Отовсюду — сверху, с боков — к собору тянулись ветви окружавших поляну деревьев. Они пронзали туманные своды, и создавалось впечатление, что собор подвешен на них между небом и землей. Это впечатление усиливалось оттого, что разросшийся кругом плющ, не имея за что зацепиться, стелился по земле плотным ковром и от разлитого вокруг серого сияния казался жемчужно-зеленым.
Хотя лес заслонял поляну от ветра, в ненастные дни собор рассеивался. И только когда буря стихала, уже в сумерках, вновь обретал прежние очертания. В такие моменты в нем было лучше всего молиться — как будто архангел, пролетая над лесом, махнул своими необъятными крыльями и нагнал бурю, а потом, в вечеру, присел отдохнуть неподалеку на вековой дуб.
Отец говорил, что молитва в том соборе была выспренней, потому что не облекалась в слова. Стоишь на ковре из плюща, и музыка ирисов входит в тебя помимо воли, и дух захватывает от немого восторга. И ты теряешь дар речи. Никакой голос не звучит в сознании, даже в самых потаенных его глубинах. Все существо в страстном порыве устремляется к чему-то… вот только к чему? Это не цель, которую можно сформулировать, не осуществление желания, не жажда борьбы, не поиск утешения. Душа стремится к чему-то неведомому. Ко всему сразу. Ни к чему в отдельности. И радость, переполняющая нас в этот миг, тоже не имеет названия. Выходя в такие вечера из сбора и шагая прочь по лесной тропе, человек не может ни с кем говорить. Он даже с собой не в состоянии беседовать, потому что несет в душе блаженную пустоту — как если бы некто, живущий у него внутри, постоянно ведущий с ним беседы и его судящий, вдруг взял да и вышел. Мой отец рассказывал, что понял тогда: ответы на вопросы никогда не даются нам в объяснениях, ответ — в приятии боли и отчаяния.
Чтобы добраться до собора, надо было идти по широкой протоптанной дороге, где в ряд свободно помещалось три-четыре человека. Но обратно (особенно после молитвы или, скорее… медитации) человек шел по узкой тропинке, в полном одиночестве, потому что хотелось тишины, а еще потому, что из посетителя он превращался в паломника.
Мой отец ходил к этому Храму Тумана не раз. Он рассказывал, что в 1909-м вместе с друзьями провел там рождественскую ночь. К походу готовились тщательно. Чтобы не нарушать таинственности ночного леса, решено было не брать фонарей, ни каких-либо других огней. Даже трубки и сигареты оставили дома, решив, что всполохи спичек потревожат темноту.

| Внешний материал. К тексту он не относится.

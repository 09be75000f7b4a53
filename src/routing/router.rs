//! Rule lookup and path rewriting.
//!
//! # Responsibilities
//! - Store compiled proxy rules
//! - Look up the matching rule for a request URI
//! - Rewrite the matched prefix into the upstream path
//!
//! # Design Decisions
//! - Immutable after construction (thread-safe without locks)
//! - O(n) path prefix scan (acceptable for typical rule counts)
//! - First match wins, in configuration order
//! - Explicit `None` rather than a silent default rule

use axum::http::Uri;

use crate::config::RuleConfig;
use crate::routing::matcher::PathPrefixMatcher;

/// A compiled prefix-rewrite rule towards one upstream host.
#[derive(Debug, Clone)]
pub struct ProxyRule {
    name: String,
    matcher: PathPrefixMatcher,
    target_prefix: String,
    upstream_host: String,
    tls: bool,
}

impl ProxyRule {
    pub fn from_config(config: &RuleConfig) -> Self {
        Self {
            name: config.name.clone(),
            matcher: PathPrefixMatcher::new(config.source_prefix.as_str()),
            target_prefix: config.target_prefix.trim_end_matches('/').to_string(),
            upstream_host: config.upstream_host.clone(),
            tls: config.tls,
        }
    }

    pub fn name(&self) -> &str {
        &self.name
    }

    pub fn source_prefix(&self) -> &str {
        self.matcher.prefix()
    }

    /// Authority sent as the outbound `Host`.
    pub fn upstream_host(&self) -> &str {
        &self.upstream_host
    }

    pub fn scheme(&self) -> &'static str {
        if self.tls {
            "https"
        } else {
            "http"
        }
    }

    /// Base URL every path under this rule is forwarded to.
    pub fn base_url(&self) -> String {
        format!("{}://{}{}", self.scheme(), self.upstream_host, self.target_prefix)
    }

    /// Substitute the target prefix for the matched source prefix.
    fn rewrite(&self, remainder: &str, query: Option<&str>) -> String {
        let mut path = format!("{}{}", self.target_prefix, remainder);
        if path.is_empty() {
            path.push('/');
        }
        if let Some(query) = query {
            path.push('?');
            path.push_str(query);
        }
        path
    }
}

/// The outcome of a successful lookup.
#[derive(Debug, Clone)]
pub struct RouteMatch<'r> {
    pub rule: &'r ProxyRule,
    /// Rewritten path and query for the upstream.
    pub target: String,
}

impl RouteMatch<'_> {
    /// Absolute upstream URL for this match.
    pub fn upstream_url(&self) -> String {
        format!(
            "{}://{}{}",
            self.rule.scheme(),
            self.rule.upstream_host(),
            self.target
        )
    }
}

/// Ordered, immutable table of proxy rules.
#[derive(Debug, Clone, Default)]
pub struct RuleTable {
    rules: Vec<ProxyRule>,
}

impl RuleTable {
    pub fn from_config(configs: &[RuleConfig]) -> Self {
        Self {
            rules: configs.iter().map(ProxyRule::from_config).collect(),
        }
    }

    pub fn rules(&self) -> &[ProxyRule] {
        &self.rules
    }

    /// Find the first rule matching the URI's path.
    pub fn match_uri(&self, uri: &Uri) -> Option<RouteMatch<'_>> {
        self.rules.iter().find_map(|rule| {
            let remainder = rule.matcher.strip(uri.path())?;
            Some(RouteMatch {
                rule,
                target: rule.rewrite(remainder, uri.query()),
            })
        })
    }
}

Вспомнив, что придумал Мальчик-с-пальчик, они днем отправили к собору кого-то из их компании, чтобы тот белыми камушками обозначил дорогу.
В путь они тронулась около одиннадцати вечера, с тем чтобы к полуночи прийти на место. Все были обуты в сапоги и тепло укутаны, как будто предстояло пробираться сквозь бескрайние северные чащобы, ревниво стерегущие свои тайны. Вокруг стояла ошеломляющая тишина Хаутхёльтского леса, нарушаемая только хрустом шагов. Морозные сухие листья звонко потрескивали под ногами: так лопается тонкое стекло. Путники шли по белым камушкам, слабо светящимся в темноте, похожим на бледные умирающие звезды.
Выйдя на поляну, они начали различать темные, будто ватные контуры собора. Собор был гуще и мягче, чем жесткая чернота окружающего леса. На ощупь друзья проникли сквозь толщу туманных стен и тут же оказались в кромешной тьме. Ковер плюща под ногами распространял горький запах. Паломники догадались, что находятся в центральном нефе. Кто-то из них задел ногой ирис, и его стальные лепестки издали протяжный стон, пугающий посреди безмолвия и непроглядной ночи. Словно где-то рядом маленькое жалкое существо испустило предсмертный крик.
Оказалось, что от холода замерзли капли на сводах, и стальная музыка смолкла.
Никто не решался шевельнуться.
Отец рассказывал, что так, бездвижно, они простояли много часов подряд. Даже мысли в их головах, казалось, застыли.